На почтовых мы доехали до Днестра, через реку переехали на пароме, так как даже деревянного моста не было, и приехали в Тирасполь. Как ни слабы мы были в географии, всё же твердо знали, что путь на север не лежит на Одессу, но мы были молоды: старшему спутнику Захарьянову шёл двадцатый год, мне 19-й, а Балтаге лишь 18-й, так что по закону ему нельзя было поступить в университет по малолетству. И мы считали неудобным быть так близко от южной столицы и не заглянуть туда. Приехали мы в Одессу. Первым делом мы сочли нужным освободиться от бессарабских ковров, которыми почему-то все были снабжены. Мотив официальный – уменьшить багаж, перевозка которого дорого стоила, а действительный – увеличить наш оборотный капитал. В занятом нами номере гостиницы был устроен торг, в котором участвовали хозяин гостиницы и некоторые служащие, и вскоре наши ковры очутились в руках новых владельцев, не без выгоды для них.

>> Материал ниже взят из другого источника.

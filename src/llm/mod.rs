//! LLM chat client traits and implementations.
//!
//! Every stage of the harness talks to the model the same way: send an
//! ordered list of role-tagged messages, receive one text reply. The
//! [`ChatModel`] trait captures exactly that, so the probing, disambiguation
//! and graph-extraction stages can be exercised against in-memory fakes.
//!
//! # Clients
//!
//! - [`ChatCompletionsClient`]: OpenAI-compatible Chat Completions API
//!   (`/v1/chat/completions`), non-streaming.
//!
//! Transient failures are retried by [`RetryPolicy`] at the call site, not
//! inside the client.
//!
//! # Example
//!
//! ```rust,ignore
//! use llm_kbc_probe::llm::{ChatCompletionsClient, ChatMessage, ChatModel, ChatRequest, LlmSettings};
//!
//! let client = ChatCompletionsClient::new(settings)?;
//! let reply = client
//!     .complete(&ChatRequest::new(vec![ChatMessage::user("Who founded Wikidata?")]))
//!     .await?;
//! ```

pub mod chat_completions;
pub mod provider;
pub mod retry;

pub use chat_completions::ChatCompletionsClient;
pub use provider::Provider;
pub use retry::{Backoff, RetryPolicy};

use std::time::Duration;

use crate::error::LlmError;

/// LLM connection and model settings.
#[derive(Debug, Clone)]
pub struct LlmSettings {
    /// Base URL for the LLM API (e.g., `https://api.openai.com`).
    pub base_url: String,
    /// Optional API key for authentication.
    pub api_key: Option<String>,
    /// Default model identifier (e.g., `gpt-4`, `llama3.1:latest`).
    pub model: String,
    /// Provider type (auto-detected from `base_url`).
    pub provider: Provider,
    /// Per-request timeout.
    pub timeout: Duration,
}

/// Role of a message author.
#[derive(Debug, Clone, Copy, PartialEq, Eq, serde::Serialize, serde::Deserialize)]
#[serde(rename_all = "lowercase")]
pub enum MessageRole {
    /// System prompt.
    System,
    /// User message.
    User,
    /// Assistant response.
    Assistant,
}

/// A message in a conversation.
#[derive(Debug, Clone, PartialEq, Eq, serde::Serialize, serde::Deserialize)]
pub struct ChatMessage {
    /// Role of the message author.
    pub role: MessageRole,
    /// Text content of the message.
    pub content: String,
}

impl ChatMessage {
    /// Create a system message.
    #[must_use]
    pub fn system(content: impl Into<String>) -> Self {
        Self {
            role: MessageRole::System,
            content: content.into(),
        }
    }

    /// Create a user message.
    #[must_use]
    pub fn user(content: impl Into<String>) -> Self {
        Self {
            role: MessageRole::User,
            content: content.into(),
        }
    }

    /// Create an assistant message.
    #[must_use]
    pub fn assistant(content: impl Into<String>) -> Self {
        Self {
            role: MessageRole::Assistant,
            content: content.into(),
        }
    }
}

/// A single-turn chat request.
#[derive(Debug, Clone, PartialEq)]
pub struct ChatRequest {
    /// Conversation messages, oldest first.
    pub messages: Vec<ChatMessage>,
    /// Sampling temperature.
    pub temperature: f32,
    /// Model override; the client's default model is used when `None`.
    pub model: Option<String>,
}

impl ChatRequest {
    /// Create a request with temperature 1.0 and the client's default model.
    #[must_use]
    pub fn new(messages: Vec<ChatMessage>) -> Self {
        Self {
            messages,
            temperature: 1.0,
            model: None,
        }
    }

    /// Set the sampling temperature.
    #[must_use]
    pub fn with_temperature(mut self, temperature: f32) -> Self {
        self.temperature = temperature;
        self
    }

    /// Override the model for this request.
    #[must_use]
    pub fn with_model(mut self, model: Option<String>) -> Self {
        self.model = model;
        self
    }
}

/// Trait for chat models: send messages, receive one text reply.
#[async_trait::async_trait]
pub trait ChatModel: Send + Sync + std::fmt::Debug {
    /// Complete the conversation and return the assistant's text.
    ///
    /// # Errors
    ///
    /// Returns an [`LlmError`]; callers decide whether to retry with
    /// [`LlmError::is_transient`].
    async fn complete(&self, request: &ChatRequest) -> Result<String, LlmError>;
}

В Одессе мы провели 2 дня и отправились по железной дороге до Елисаветграда45, а оттуда на перекладных до Кременчуга. Здесь мы расстались, Балтага и Захарьянов поплыли Днепром до Киева, а оттуда поехали дальше в Петербург, а я на почтовых в Полтаву и Харьков. И вот я очутился в чужом большом городе. К счастью, благодаря рекомендательным письмам к моим богатым родственникам, я вскоре прекрасно устроился.

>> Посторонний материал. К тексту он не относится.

//! The (subject, relation, objects) record exchanged between pipeline stages.

use serde::{Deserialize, Deserializer, Serialize};

/// One (subject, relation) fact under evaluation.
///
/// `objects` keeps the model's output order and may contain duplicates.
/// Once disambiguated, `object_ids` is index-aligned with `objects`.
#[derive(Debug, Clone, PartialEq, Serialize, Deserialize)]
pub struct Record {
    /// Knowledge-base id of the subject (absent in example files).
    #[serde(rename = "SubjectEntityID", default)]
    pub subject_id: String,
    /// Subject label.
    #[serde(rename = "SubjectEntity")]
    pub subject: String,
    /// Relation name.
    #[serde(rename = "Relation")]
    pub relation: String,
    /// Object labels.
    #[serde(
        rename = "ObjectEntities",
        default,
        deserialize_with = "null_as_empty"
    )]
    pub objects: Vec<String>,
    /// Object identifiers, parallel to `objects`.
    #[serde(
        rename = "ObjectEntitiesID",
        default,
        skip_serializing_if = "Option::is_none"
    )]
    pub object_ids: Option<Vec<String>>,
    /// Fields this harness does not interpret, kept on rewrite.
    #[serde(flatten)]
    pub extra: serde_json::Map<String, serde_json::Value>,
}

impl Record {
    /// Create a record with no identifiers.
    #[must_use]
    pub fn new(
        subject_id: impl Into<String>,
        subject: impl Into<String>,
        relation: impl Into<String>,
        objects: Vec<String>,
    ) -> Self {
        Self {
            subject_id: subject_id.into(),
            subject: subject.into(),
            relation: relation.into(),
            objects,
            object_ids: None,
            extra: serde_json::Map::new(),
        }
    }

    /// Identifiers, or an empty slice before disambiguation.
    #[must_use]
    pub fn ids(&self) -> &[String] {
        self.object_ids.as_deref().unwrap_or_default()
    }
}

fn null_as_empty<'de, D>(deserializer: D) -> Result<Vec<String>, D::Error>
where
    D: Deserializer<'de>,
{
    Ok(Option::<Vec<String>>::deserialize(deserializer)?.unwrap_or_default())
}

Предстояли вступительные экзамены, так как последовало распоряжение, что все окончившие гимназию, даже медалисты, должны им подвергаться. Нам, будущим медикам, необходимо было держать экзамен по латыни, физике и географии. Что будущим медикам необходимо знать латынь и физику, мы понимали, но при чём тут география? Этого мы тогда не понимали и теперь не понимаем. Я выдержал хорошо по латыни, а по физике настолько хорошо, что экзаменовавший профессор поинтересовался узнать, какой я гимназии. Услышав, что кишинёвской, профессор глубокомысленно поморщил лоб и произнес: «Ки-ши-нёв. Это какой будет губернии?» Я заявил, что Бессарабской области. «А, Бессарабской области… это на Кавказе». Можно представить себе моё удивление. Теперь мы привыкли видеть профессоров на каждом шагу, а тогда они были большой редкостью, и считалось, что профессора – это почти сверхчеловеки. И вдруг я должен был объяснить, что Бессарабия очень далеко от Кавказа. Но вот настал самый страшный экзамен – по географии, которую я знал очень плохо, а вид экзаменатора – серо-желтый, мрачный, не внушал ничего утешительного. Я был ещё более обескуражен тем, что до меня экзаменовался окончивший также с медалью одну из южных гимназий и срезался. «Ну, какие Вы знаете города Харьковской губернии», – обратился ко мне экзаменатор. «Харьков, Валки…» – больше я не знал. А Валки я знал потому, что мы там меняли лошадей. «Как же вам не стыдно не знать городов родной губернии?» Я уже считал себя погибшим, но потому ли, что я имел весьма удовлетворительные отметки по другим предметам, или по другой причине, экзаменатор на моё заявление, что я из Бессарабии, предложил мне перечислить города Бессарабии. И я начал перечислять: Кишинёв, Оргеев, Бельцы, Бендеры – тут последовала заминка, но вскоре я продолжал: Дубоссары, Тирасполь46. «Ну, будет с Вас», – сказал экзаменатор и поставил мне удовлетворительную отметку. Когда я отошёл и несколько пришел в себя, то стал размышлять, действительно ли Дубоссары в Бессарабии, не из соседней ли губернии позаимствовал я взятый наудачу город. Что же касается Тирасполя, то я твёрдо припомнил, что для того, чтобы попасть в Тирасполь, нужно было переправиться через Днестр, границу Бессарабии. И представление о профессоре у меня изменилось.

44

Кишинёвским архиепископом в то время, с 1871 по 1882 г., был Павел (Лебедев).

45

С 1924 г. – Зиновьевск, с 1934 г. – Кирово, с 1939 г. – Кировоград, с 2016 г. – Кропивницкий.

46

Дубоссары и Тирасполь в то время входили не в Бессарабию, а в Херсонскую губернию. Вместо них следовало назвать, кроме перечисленных выше городов, ещё Сороки, Хотин и Аккерман (ныне Белгород-Днестровский).